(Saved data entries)
..............................

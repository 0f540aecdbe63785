//! Declarative policy types attached to steps.
//!
//! Specs declare a list of `PolicyKind` entries per step; validation resolves
//! them once into a `StepPolicy`, which is what the decision function reads.

use serde::{Deserialize, Serialize};

/// Default inline depth a trigger policy may reach
pub const MAX_INLINE_TRIGGER_DEPTH: u32 = 3;

fn default_depth_cap() -> u32 {
    MAX_INLINE_TRIGGER_DEPTH
}

/// Category of a step failure, matched against loop skip-lists.
#[derive(Debug, Clone, Copy, Serialize, Deserialize, PartialEq, Eq, Hash)]
#[serde(rename_all = "snake_case")]
pub enum FailureKind {
    /// The execution engine reported a failure
    Execution,
    /// The QA capability returned FAIL
    Qa,
    /// The build pipeline reported failure
    Ci,
    /// Token budget refused the prompt
    Budget,
}

impl FailureKind {
    /// Get the string representation.
    pub fn as_str(&self) -> &'static str {
        match self {
            Self::Execution => "execution",
            Self::Qa => "qa",
            Self::Ci => "ci",
            Self::Budget => "budget",
        }
    }
}

impl std::fmt::Display for FailureKind {
    fn fmt(&self, f: &mut std::fmt::Formatter<'_>) -> std::fmt::Result {
        write!(f, "{}", self.as_str())
    }
}

/// What vouched for a successful step.
#[derive(Debug, Clone, Copy, Serialize, Deserialize, PartialEq, Eq, Hash)]
#[serde(rename_all = "snake_case")]
pub enum SuccessKind {
    /// Execution finished and QA was skipped or unavailable
    Execution,
    /// The QA capability returned PASS
    Qa,
    /// The build pipeline reported success
    Ci,
}

/// Outcome a loop or trigger entry can be restricted to.
#[derive(Debug, Clone, Copy, Serialize, Deserialize, PartialEq, Eq, Hash)]
#[serde(rename_all = "snake_case")]
pub enum PolicyCondition {
    ExecCompleted,
    ExecFailed,
    QaPassed,
    QaFailed,
    CiPassed,
    CiFailed,
}

impl PolicyCondition {
    /// Get the string representation.
    pub fn as_str(&self) -> &'static str {
        match self {
            Self::ExecCompleted => "exec_completed",
            Self::ExecFailed => "exec_failed",
            Self::QaPassed => "qa_passed",
            Self::QaFailed => "qa_failed",
            Self::CiPassed => "ci_passed",
            Self::CiFailed => "ci_failed",
        }
    }

    /// Whether this condition names a failure
    pub fn is_failure(&self) -> bool {
        matches!(self, Self::ExecFailed | Self::QaFailed | Self::CiFailed)
    }
}

impl std::fmt::Display for PolicyCondition {
    fn fmt(&self, f: &mut std::fmt::Formatter<'_>) -> std::fmt::Result {
        write!(f, "{}", self.as_str())
    }
}

/// How trigger targets are run.
#[derive(Debug, Clone, Copy, Serialize, Deserialize, PartialEq, Eq, Default)]
#[serde(rename_all = "snake_case")]
pub enum TriggerMode {
    /// Run within the current execution context while depth allows
    #[default]
    Inline,
    /// Always go through the queue
    Enqueue,
}

/// Per-step policy entry as declared in a spec.
#[derive(Debug, Clone, Serialize, Deserialize, PartialEq, Eq)]
#[serde(tag = "kind", rename_all = "snake_case")]
pub enum PolicyKind {
    /// No explicit policy; the protocol's default loop policy applies
    None,
    /// Opt out of loop and trigger handling, including inherited defaults
    Skip,
    /// Reset steps to pending on failure, bounded by `max_iterations`
    Loop(LoopPolicy),
    /// (Re-)run other steps on success, or on a named failure
    Trigger(TriggerPolicy),
}

/// Loop behaviour: which failures reset which steps, and how often.
#[derive(Debug, Clone, Serialize, Deserialize, PartialEq, Eq)]
pub struct LoopPolicy {
    pub max_iterations: u32,
    /// Failure kinds that never consume an iteration
    #[serde(default)]
    pub skip_list: Vec<FailureKind>,
    /// How many earlier steps to reset along with the failing one
    #[serde(default)]
    pub step_back: u32,
    /// Steps a step-back reset leaves alone
    #[serde(default)]
    pub skip_steps: Vec<String>,
    /// Only loop on this outcome
    #[serde(default)]
    pub condition: Option<PolicyCondition>,
}

impl LoopPolicy {
    pub fn new(max_iterations: u32) -> Self {
        Self {
            max_iterations,
            skip_list: Vec::new(),
            step_back: 0,
            skip_steps: Vec::new(),
            condition: None,
        }
    }

    pub fn skipping(mut self, kinds: impl IntoIterator<Item = FailureKind>) -> Self {
        self.skip_list = kinds.into_iter().collect();
        self
    }

    pub fn step_back(mut self, steps: u32, skip_steps: &[&str]) -> Self {
        self.step_back = steps;
        self.skip_steps = skip_steps.iter().map(|s| s.to_string()).collect();
        self
    }

    pub fn when(mut self, condition: PolicyCondition) -> Self {
        self.condition = Some(condition);
        self
    }

    /// Whether a failure of this kind may consume a loop iteration
    pub fn qualifies(&self, kind: FailureKind) -> bool {
        !self.skip_list.contains(&kind)
    }

    /// Whether a step-back reset leaves this step alone
    pub fn skips_step(&self, name: &str) -> bool {
        self.skip_steps.iter().any(|s| s == name)
    }

    /// First step index a loop of the step at `index` resets.
    ///
    /// `names` lists the protocol's step names by index. A target landing on
    /// a skipped step moves further back, never past the first step.
    pub fn reset_from(&self, index: u32, names: &[&str]) -> u32 {
        let skipped = |i: u32| names.get(i as usize).is_some_and(|name| self.skips_step(name));
        let mut target = index.saturating_sub(self.step_back);
        while target > 0 && target < index && skipped(target) {
            target -= 1;
        }
        target
    }
}

/// Trigger behaviour: which steps to (re-)run and how.
#[derive(Debug, Clone, Serialize, Deserialize, PartialEq, Eq)]
pub struct TriggerPolicy {
    pub targets: Vec<String>,
    #[serde(default)]
    pub mode: TriggerMode,
    #[serde(default = "default_depth_cap")]
    pub depth_cap: u32,
    /// Fire only on this outcome; without one the trigger fires on success
    #[serde(default)]
    pub condition: Option<PolicyCondition>,
}

impl TriggerPolicy {
    pub fn new<S: Into<String>>(targets: impl IntoIterator<Item = S>) -> Self {
        Self {
            targets: targets.into_iter().map(Into::into).collect(),
            mode: TriggerMode::Inline,
            depth_cap: MAX_INLINE_TRIGGER_DEPTH,
            condition: None,
        }
    }

    pub fn mode(mut self, mode: TriggerMode) -> Self {
        self.mode = mode;
        self
    }

    pub fn depth_cap(mut self, depth_cap: u32) -> Self {
        self.depth_cap = depth_cap;
        self
    }

    pub fn when(mut self, condition: PolicyCondition) -> Self {
        self.condition = Some(condition);
        self
    }
}

/// The policy the decision function evaluates for one step.
#[derive(Debug, Clone, Default, Serialize, Deserialize, PartialEq, Eq)]
pub struct StepPolicy {
    #[serde(default)]
    pub loop_policy: Option<LoopPolicy>,
    #[serde(default)]
    pub trigger: Option<TriggerPolicy>,
}

impl StepPolicy {
    /// Resolve declared entries against the protocol default loop policy.
    ///
    /// `Skip` wins over everything. Otherwise the last declared loop/trigger
    /// entry of each kind applies; with no loop entry the default is inherited.
    pub fn resolve(kinds: &[PolicyKind], default_loop: Option<&LoopPolicy>) -> Self {
        if kinds.iter().any(|k| matches!(k, PolicyKind::Skip)) {
            return Self::default();
        }

        let mut resolved = Self::default();
        for kind in kinds {
            match kind {
                PolicyKind::Loop(lp) => resolved.loop_policy = Some(lp.clone()),
                PolicyKind::Trigger(trigger) => resolved.trigger = Some(trigger.clone()),
                PolicyKind::None | PolicyKind::Skip => {}
            }
        }

        if resolved.loop_policy.is_none() {
            resolved.loop_policy = default_loop.cloned();
        }
        resolved
    }

    /// True when neither loop nor trigger behaviour applies
    pub fn is_empty(&self) -> bool {
        self.loop_policy.is_none() && self.trigger.is_none()
    }
}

..............................

• _Your goal_
How many lines in the data above hold the word "this"? Answer with the number alone.

• _Solved exercise_
5